Carolyn Hax: Only at the very end, but you're petty for the right team, so it's okay.

Kidding, cheez.

There's nothing wrong with feeling the sick satisfaction, but it does get a little juvenile when you go out of your way just to get the sick satisfaction. Plan your wedding, mind yer beeswax, and when Sheila adds her $20, feel free to say, "Sheila Sheila Sheila, surely you know by now that we have completely different tastes in weddings." Say it as many times as necessary, and if you get a sick satisfaction out of saying it VERBATIM every single time, I don't think anyone will judge you too too harshly.


Atlanta, Ga.: Dear Carolyn, There's this friend of mine from college that I have kept in touch with only online. Since graduating a couple years ago (actually he graduated two years ahead of me), we chat every so often on AIM. We're both in committed relationships, and we live about 1500 miles apart. A couple years ago, in a chat, he revealed that he had always had feelings for me and that he thought I was a great girl, etc. Obviously nothing was meant to come of it, just kind of a 'hey, how about that' thing, since I had crushed on him years before too. Apparently his girlfriend found the chat on his computer and got mad at him about it, but that was all I heard. Lately, in the last few months I had talked to him less, and yesterday, he just told me bluntly that his girlfriend doesn't like the fact that he talks to me, and he understands, so he thinks we should not talk anymore. Am I wrong to be perturbed about this?
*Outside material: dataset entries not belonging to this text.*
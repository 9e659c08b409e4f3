#![allow(deprecated)]
/*
MIT License

Copyright (c) 2024 Davinci

Permission is hereby granted, free of charge, to any person obtaining a copy
of this software and associated documentation files (the "Software"), to deal
in the Software without restriction, including without limitation the rights
to use, copy, modify, merge, publish, distribute, sublicense, and/or sell
copies of the Software, and to permit persons to whom the Software is
furnished to do so, subject to the following conditions:

The above copyright notice and this permission notice shall be included in all
copies or substantial portions of the Software.

THE SOFTWARE IS PROVIDED "AS IS", WITHOUT WARRANTY OF ANY KIND, EXPRESS OR
IMPLIED, INCLUDING BUT NOT LIMITED TO THE WARRANTIES OF MERCHANTABILITY,
FITNESS FOR A PARTICULAR PURPOSE AND NONINFRINGEMENT. IN NO EVENT SHALL THE
AUTHORS OR COPYRIGHT HOLDERS BE LIABLE FOR ANY CLAIM, DAMAGES OR OTHER
LIABILITY, WHETHER IN AN ACTION OF CONTRACT, TORT OR OTHERWISE, ARISING FROM,
OUT OF OR IN CONNECTION WITH THE SOFTWARE OR THE USE OR OTHER DEALINGS IN THE
SOFTWARE.
*/

// This is the main library for the constant-product AMM program. It wires
// together the factory (pair creation, fee governance), the pair engine
// (reserves, mint/burn, swap, oracle accumulators), and the pool-share
// ledger (transfer/approve/permit), and exposes the program entrypoint that
// dispatches `AmmInstruction`s to their processors.

use borsh::BorshDeserialize;
use solana_program::{account_info::AccountInfo, declare_id, entrypoint::ProgramResult, pubkey::Pubkey};

declare_id!("quXSYkeZ8ByTCtYY1J1uxQmE36UZ3LmNGgE3CYMFixD");

// Declare the entrypoint to the Solana runtime
#[cfg(not(feature = "no-entrypoint"))]
use solana_program::entrypoint;
#[cfg(not(feature = "no-entrypoint"))]
entrypoint!(process_instruction);

// Module declarations
pub mod client_sdk;
pub mod constants;
pub mod error;
pub mod processors;
pub mod state;
pub mod types;
pub mod utils;

// Re-export all modules for public API
pub use constants::*;
pub use error::*;
pub use processors::*;
pub use state::*;
pub use types::*;
pub use utils::*;

/// Main entry point for the constant-product AMM Solana program.
///
/// Deserializes an `AmmInstruction` and dispatches it to the processor that
/// implements it. Every handler either runs to completion or returns an
/// error; Solana's all-or-nothing transaction commit is what gives the "a
/// failure rolls back every state mutation the instruction performed"
/// behavior the spec requires, with no explicit rollback code needed here.
///
/// # Arguments
/// * `program_id` - this program's id, used to validate every PDA a handler touches
/// * `accounts` - the accounts supplied for the instruction, in the order each handler documents
/// * `instruction_data` - the Borsh-encoded `AmmInstruction`
pub fn process_instruction(
    program_id: &Pubkey,
    accounts: &[AccountInfo],
    instruction_data: &[u8],
) -> ProgramResult {
    let instruction = AmmInstruction::try_from_slice(instruction_data)?;

    match instruction {
        // Factory: governance and pair creation.
        AmmInstruction::InitializeFactory { fee_to_setter } => {
            process_initialize_factory(program_id, accounts, fee_to_setter)
        }
        AmmInstruction::CreatePair { chain_id } => process_create_pair(program_id, accounts, chain_id),
        AmmInstruction::SetFeeTo { fee_to } => process_set_fee_to(program_id, accounts, fee_to),
        AmmInstruction::SetFeeToSetter { new_fee_to_setter } => {
            process_set_fee_to_setter(program_id, accounts, new_fee_to_setter)
        }

        // Pair engine: liquidity mint/burn.
        AmmInstruction::Mint => process_mint(program_id, accounts),
        AmmInstruction::Burn => process_burn(program_id, accounts),

        // Pair engine: swap and the two housekeeping instructions.
        AmmInstruction::Swap {
            amount0_out,
            amount1_out,
            callback_data,
        } => process_swap(program_id, accounts, amount0_out, amount1_out, callback_data),
        AmmInstruction::Skim => process_skim(program_id, accounts),
        AmmInstruction::Sync => process_sync(program_id, accounts),
        AmmInstruction::GetReserves => process_get_reserves(program_id, accounts),

        // Pool-share ledger.
        AmmInstruction::InitializeLpAccount { owner } => {
            process_initialize_lp_account(program_id, accounts, owner)
        }
        AmmInstruction::Transfer { amount } => process_transfer(program_id, accounts, amount),
        AmmInstruction::Approve { spender, amount } => process_approve(program_id, accounts, spender, amount),
        AmmInstruction::TransferFrom { owner, amount } => {
            process_transfer_from(program_id, accounts, owner, amount)
        }
        AmmInstruction::Permit {
            owner,
            spender,
            value,
            deadline,
        } => process_permit(program_id, accounts, owner, spender, value, deadline),
    }
}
I'm not about to go home and cry about it, but I'm kind of upset and annoyed about it. Any thoughts?

Carolyn Hax: Wellll ... normally I'd side with the upset and annoyed and banished here, but. If he still has feelings for you, then she has a right to ask him either to break up and chase the feelings, or stop stoking them and commit to the relationship he's in. The latter meaning he stops IMing you.

Just to be clear, since I would be particularly peeved if this advice were coopted by the jealous to justify a ban on all opposite sex friends: If all that were left between you were the cold ashes of a past fire, or if there were never a fire, then I'd say the GF was being an insecure twit.


Sacramento, Calif.: Over the last couple of years, my dad has called me on 3 or 4 occasions to tell me what a disappointment I am, and that I am the reason he has had cardiac problems and the reason his marriage to my mom is in trouble. I am a successful professional 29-year old, and have been married since 6 months after college graduation. My marriage, coupled with the fact that we moved 1000 miles away from my parents, has hurt my dad immeasurably. He had a heart attack when I was in high school but seemed to be doing well until recently. I know him and my mom fight about me a lot, my mom wants to us to be closer while my dad wants nothing to do with me. My mom is aware of his outbursts, and has asked me to be patient with him. She blames the outbursts on his heart problems and the meds he's on. When I've seen him after each of his outbursts he apologizes, but he has said some very very hurtful things. The last time this happenned was the worst, and he said some things I just can't get out of my head. I feel like I can't keep going through these cycles with him, it's too damaging to me even though deep down I know I can't be held responsible for his health or his marriage, but I don't want to cut him out of my life altogether, not knowing how much longer he'll be around. I can't just ignore what he says, either as my mom has asked. Is there any middle ground here?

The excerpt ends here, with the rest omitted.